Engagée dans une démarche artistique et citoyenne, Béatrice Bienville aborde dans ses œuvres des sujets sensibles et d’actualité. Sa prochaine création, « Trop beau pour y voir », explore le drame du chlordécone, un pesticide utilisé massivement dans les plantations de bananes des Antilles jusqu’en 1994. Cette pièce, au travers de différents tableaux juxtaposés, mêle mythes, récits inventés et faits historiques pour explorer les conséquences tragiques de l’utilisation des pesticides et interroger les décisions collectives qui ont marqué le paysage agricole. Béatrice Bienville s’impose ainsi comme une voix forte et engagée du théâtre contemporain, révélant les enjeux sociétaux et humains à travers ses créations artistiques.

Dans l’exploration des choix collectifs :

La trame narrative s’entrelace autour de la famille de Lyne, une ouvrière agricole guadeloupéenne, réunie pour la veillée funéraire de Josuah, son fils emporté par un cancer de la prostate. À travers des tableaux mythiques, inventés ou historiques, la pièce scrute les choix collectifs façonnant le paysage agricole et les ravages silencieux du chlordécone.

Par une réécriture du mythe :

Dans une scène d’introduction inspirée des récits bibliques, Béatrice Bienville transpose le mythe du fruit défendu, remplaçant la pomme par une banane. « Si tu manges de ce fruit, tu sauras tout du Bien et du Mal », chuchote le serpent, ouvrant ainsi la voie à une exploration profonde des conséquences de nos actes.

Un voyage à travers l’histoire :

Des bureaux ministériels de Jacques Chirac aux campagnes publicitaires des années 1970, la pièce retrace avec brio l’odyssée de la banane aux Antilles. Depuis son importation en 1516 jusqu’à l’autorisation du chlordécone en 1975, chaque scène dépeint les contours d’une tragédie collective, où la politique et l’économie se mêlent à la douleur personnelle.

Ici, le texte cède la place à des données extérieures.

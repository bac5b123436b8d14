//! Typed provenance for resolved values.

use std::fmt;

/// The tier of the fallback chain that satisfied a resolution request.
#[derive(Debug, Clone, Copy, PartialEq, Eq)]
pub enum Source {
    /// Fetched from the deployable resource bundle.
    Bundle,

    /// Taken from the builtin table embedded in the binary.
    Builtin,

    /// Read from the persistent key-value store.
    Storage,

    /// Constructed from the hardcoded default.
    Default,
}

impl fmt::Display for Source {
    fn fmt(&self, f: &mut fmt::Formatter<'_>) -> fmt::Result {
        match self {
            Source::Bundle => write!(f, "bundle"),
            Source::Builtin => write!(f, "builtin"),
            Source::Storage => write!(f, "storage"),
            Source::Default => write!(f, "default"),
        }
    }
}

/// A resolved value together with the tier that produced it.
#[derive(Debug, Clone)]
pub struct Resolved<T> {
    pub value: T,
    pub source: Source,
}

impl<T> Resolved<T> {
    pub fn new(value: T, source: Source) -> Self {
        Self { value, source }
    }

    /// Discard the provenance and keep the value.
    pub fn into_value(self) -> T {
        self.value
    }
}
//! Client configuration: types, default template, runtime overlay, passcodes.

pub mod overlay;
pub mod passcode;
pub mod template;
pub mod types;

pub use overlay::RuntimeValues;
pub use passcode::{generate_passcode, generate_passcode_and_config};
pub use template::default_client_config;
pub use types::{AgentConfig, ClientConfig, IdentifierConfig, UserConfig};
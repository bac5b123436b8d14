//! Workflow definitions and their builtin fallbacks.
//!
//! A workflow describes a named sequence of agent and identifier operations.
//! This module owns the YAML shape and the tiers that are embedded in the
//! binary; the fallback chain itself lives in [`crate::resolver`].

pub mod builtin;
pub mod types;

pub use types::{Workflow, WorkflowDefinition, WorkflowStep};
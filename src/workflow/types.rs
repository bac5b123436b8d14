//! Type definitions for workflow documents.
//!
//! A workflow definition is an ordered mapping from step identifiers to step
//! descriptors. Descriptors share a small common core (`id`, `type`) and carry
//! whatever extra fields their step type needs.

use indexmap::IndexMap;
use serde::{Deserialize, Serialize};

/// A complete workflow definition as loaded from YAML.
#[derive(Debug, Clone, PartialEq, Deserialize, Serialize)]
pub struct WorkflowDefinition {
    pub workflow: Workflow,
}

/// The body of a workflow document.
#[derive(Debug, Clone, PartialEq, Deserialize, Serialize)]
pub struct Workflow {
    /// Steps keyed by step identifier, in declaration order.
    #[serde(default)]
    pub steps: IndexMap<String, WorkflowStep>,
}

/// A single step of a workflow.
#[derive(Debug, Clone, PartialEq, Deserialize, Serialize)]
pub struct WorkflowStep {
    /// Identifier of the step, normally equal to its key in the steps map.
    pub id: String,

    /// Step type, e.g. `create_client`, `create_aid`.
    #[serde(rename = "type")]
    pub step_type: String,

    /// Agent the step runs against.
    #[serde(skip_serializing_if = "Option::is_none")]
    pub agent_name: Option<String>,

    /// AID the step operates on.
    #[serde(skip_serializing_if = "Option::is_none")]
    pub aid: Option<String>,

    /// Optional human-readable description.
    #[serde(skip_serializing_if = "Option::is_none")]
    pub description: Option<String>,

    /// Type-specific fields, passed through untouched.
    #[serde(flatten)]
    pub extra: IndexMap<String, serde_yaml::Value>,
}

impl WorkflowStep {
    /// Construct a step with only the common core set.
    pub fn new(id: impl Into<String>, step_type: impl Into<String>) -> Self {
        Self {
            id: id.into(),
            step_type: step_type.into(),
            agent_name: None,
            aid: None,
            description: None,
            extra: IndexMap::new(),
        }
    }
}

#[cfg(test)]
mod tests {
    use super::*;

    #[test]
    fn test_parse_preserves_step_order_and_extra_fields() {
        let yaml = r#"
workflow:
  steps:
    second_comes_first:
      id: second_comes_first
      type: create_client
      agent_name: default-agent
    then_this:
      id: then_this
      type: create_aid
      aid: my-aid
      toad: 2
"#;
        let definition: WorkflowDefinition = serde_yaml::from_str(yaml).unwrap();
        let keys: Vec<&String> = definition.workflow.steps.keys().collect();
        assert_eq!(keys, vec!["second_comes_first", "then_this"]);

        let step = &definition.workflow.steps["then_this"];
        assert_eq!(step.step_type, "create_aid");
        assert_eq!(step.aid.as_deref(), Some("my-aid"));
        assert_eq!(step.extra["toad"], serde_yaml::Value::from(2));
    }

    #[test]
    fn test_missing_steps_defaults_to_empty() {
        let definition: WorkflowDefinition = serde_yaml::from_str("workflow: {}").unwrap();
        assert!(definition.workflow.steps.is_empty());
    }
}
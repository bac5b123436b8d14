//! Passcode generation.

use rand::rngs::OsRng;
use rand::Rng;

use crate::config::template::default_client_config;
use crate::config::types::ClientConfig;
use crate::constants::{PASSCODE_ALPHABET, PASSCODE_LENGTH};

/// Generate a random 20-character passcode from `A-Z a-z 0-9 - _`.
///
/// The passcode doubles as an authentication secret, so it is drawn from the
/// OS entropy source.
pub fn generate_passcode() -> String {
    let mut rng = OsRng;
    (0..PASSCODE_LENGTH)
        .map(|_| {
            let index = rng.gen_range(0..PASSCODE_ALPHABET.len());
            PASSCODE_ALPHABET[index] as char
        })
        .collect()
}

/// Generate a passcode together with a fresh default configuration whose
/// default secret slot holds that passcode.
pub fn generate_passcode_and_config() -> (String, ClientConfig) {
    let passcode = generate_passcode();
    let config = default_client_config(&passcode);
    (passcode, config)
}

#[cfg(test)]
mod tests {
    use super::*;
    use crate::constants::DEFAULT_SECRET_SLOT;

    #[test]
    fn test_passcode_length_and_alphabet() {
        for _ in 0..100 {
            let passcode = generate_passcode();
            assert_eq!(passcode.len(), PASSCODE_LENGTH);
            assert!(passcode.bytes().all(|b| PASSCODE_ALPHABET.contains(&b)));
        }
    }

    #[test]
    fn test_passcode_and_config_agree() {
        let (passcode, config) = generate_passcode_and_config();
        assert_eq!(passcode.len(), PASSCODE_LENGTH);
        assert_eq!(config.secrets[DEFAULT_SECRET_SLOT], passcode);
    }
}
//! Response emission.
//!
//! The [`Emitter`] turns a finished [`ResponseBuilder`] into transport calls
//! in three phases:
//!
//! ```text
//! send()
//!   ├─ send_headers()  header lines + status line (skipped if already sent)
//!   ├─ send_content()  inline body, or the attachment file in chunks
//!   └─ complete()      finish hook, or flush output buffers
//! ```

pub mod buffers;
pub mod transport;

use std::fs::File;
use std::io::{self, Read};
use std::path::Path;

use http::header::HeaderName;
use tracing::{debug, error, warn};

pub use buffers::{BufferFlags, BufferLayer, OutputStream};
pub use transport::{CaptureTransport, Head, Transport, WireTransport};

use crate::config::{HostKind, ResponseConfig, DEFAULT_CHUNK_SIZE};
use crate::core::{message_for_code, Body, ResponseBuilder, Result};

/// How the completion phase ended the request.
#[derive(Debug, Clone, Copy, PartialEq, Eq)]
pub enum Completion {
    /// The transport's finish hook ended the request.
    Finished,
    /// Output buffers were flushed down to `level`.
    BuffersClosed { level: usize },
    /// Command-line host; buffers are left alone.
    Skipped,
}

/// Summary of one emission.
#[derive(Debug, Clone, Copy, PartialEq, Eq)]
pub struct Emission {
    /// Whether this emission wrote the head.
    pub headers_written: bool,
    /// Body bytes handed to the transport.
    pub body_bytes: u64,
    pub completion: Completion,
}

/// Writes responses to a [`Transport`].
#[derive(Debug, Clone)]
pub struct Emitter {
    host: HostKind,
    finish_request: bool,
    chunk_size: usize,
}

impl Default for Emitter {
    fn default() -> Self {
        Self {
            host: HostKind::Server,
            finish_request: true,
            chunk_size: DEFAULT_CHUNK_SIZE,
        }
    }
}

impl Emitter {
    pub fn new(config: &ResponseConfig) -> Self {
        Self {
            host: config.host,
            finish_request: config.finish_request,
            chunk_size: config.chunk_size.max(1),
        }
    }

    /// Emit the whole response.
    pub fn send(&self, res: &ResponseBuilder, transport: &mut dyn Transport) -> Result<Emission> {
        let headers_written = self.send_headers(res, transport)?;
        let body_bytes = self.send_content(res, transport)?;
        let completion = self.complete(transport)?;

        debug!(
            status = res.status_code(),
            headers_written,
            body_bytes,
            ?completion,
            "Response emitted"
        );

        Ok(Emission {
            headers_written,
            body_bytes,
            completion,
        })
    }

    /// Write header lines and the status line.
    ///
    /// Does nothing once the transport reports the head as sent, so calling
    /// it twice has a single effect. Returns whether anything was written.
    pub fn send_headers(&self, res: &ResponseBuilder, transport: &mut dyn Transport) -> Result<bool> {
        if transport.headers_sent() {
            debug!("Headers already sent, skipping header phase");
            return Ok(false);
        }

        let mut seen: Vec<&HeaderName> = Vec::with_capacity(res.header_bag().len());
        for (name, value) in res.header_bag().iter() {
            let replace = !seen.contains(&name);
            transport.send_header(name, value, replace);
            if replace {
                seen.push(name);
            }
        }

        let code = res.status_code();
        transport.send_status(res.http_version(), code, message_for_code(code))?;
        Ok(true)
    }

    /// Write the body. Returns the number of bytes written.
    ///
    /// Attachments stream the file; a file that cannot be opened is logged
    /// and leaves the body empty. The body decides what is written: a
    /// `Content-Disposition` that disagrees with it only logs a warning.
    pub fn send_content(&self, res: &ResponseBuilder, transport: &mut dyn Transport) -> Result<u64> {
        match res.body() {
            Body::File { path, .. } => {
                if !res.is_attachment() {
                    warn!(path = %path.display(), "File body without an attachment disposition");
                }
                self.stream_file(path, transport)
            }
            body => {
                if res.is_attachment() {
                    warn!("Attachment disposition without a file body, sending content inline");
                }
                match body.inline_bytes() {
                    Some(bytes) if !bytes.is_empty() => {
                        transport.write(&bytes)?;
                        Ok(bytes.len() as u64)
                    }
                    _ => Ok(0),
                }
            }
        }
    }

    /// End the request.
    pub fn complete(&self, transport: &mut dyn Transport) -> Result<Completion> {
        if self.finish_request && transport.finish_request()? {
            return Ok(Completion::Finished);
        }

        if self.host == HostKind::Cli {
            return Ok(Completion::Skipped);
        }

        let level = transport.close_output_buffers(0, true)?;
        Ok(Completion::BuffersClosed { level })
    }

    fn stream_file(&self, path: &Path, transport: &mut dyn Transport) -> Result<u64> {
        let mut file = match File::open(path) {
            Ok(file) => file,
            Err(e) => {
                error!(path = %path.display(), error = %e, "Failed to open download file");
                return Ok(0);
            }
        };

        let mut chunk = vec![0u8; self.chunk_size];
        let mut total = 0u64;
        loop {
            let n = match file.read(&mut chunk) {
                Ok(0) => break,
                Ok(n) => n,
                Err(e) if e.kind() == io::ErrorKind::Interrupted => continue,
                Err(e) => {
                    error!(path = %path.display(), error = %e, "Failed to read download file");
                    break;
                }
            };
            transport.write(&chunk[..n])?;
            total += n as u64;
        }

        Ok(total)
    }
}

Qui fait entendre la voix des oubliés :

Au cœur de ce récit, une famille brisée par le chlordécone témoigne des ravages de ce pesticide sur les vies humaines et l’environnement. Avec une plume à la fois touchante et hilarante, Béatrice Bienville donne vie à des personnages poignants, porteurs d’une mémoire collective trop souvent oubliée.

Pour une invitation à la réflexion :

À travers les voix des  personnages, la pièce interroge notre rapport à l’histoire, à la politique et à l’environnement. En révélant les liens entre passé et présent, « Trop beau pour y voir » nous invite à reconsidérer nos choix individuels et collectifs, et à reconnaître la responsabilité de chacun dans la construction de notre avenir commun.

Avec un espoir de concrétisation :

« Trop beau pour y voir » est un cri du cœur, un appel à la conscience collective, un rappel poignant de l’impact de nos actions sur le monde qui nous entoure. En nous confrontant à notre histoire commune, la pièce nous rappelle que nous sommes tous les acteurs d’un même drame, et que seul un véritable engagement pour le changement peut nous conduire vers un avenir meilleur.

Après les deux premières lectures publiques les 28 et 29 mars 2024, au Théâtre Ouvert à Paris, une troisième est programmée à Tours pour le mois de juin. Après cette représentation et quelques ajustements finaux du texte, Béatrice Bienville nourrit l’espoir de concrétiser la production de la pièce pour qu’elle puisse enfin prendre forme sur scène… et, peut-être, venir en Martinique!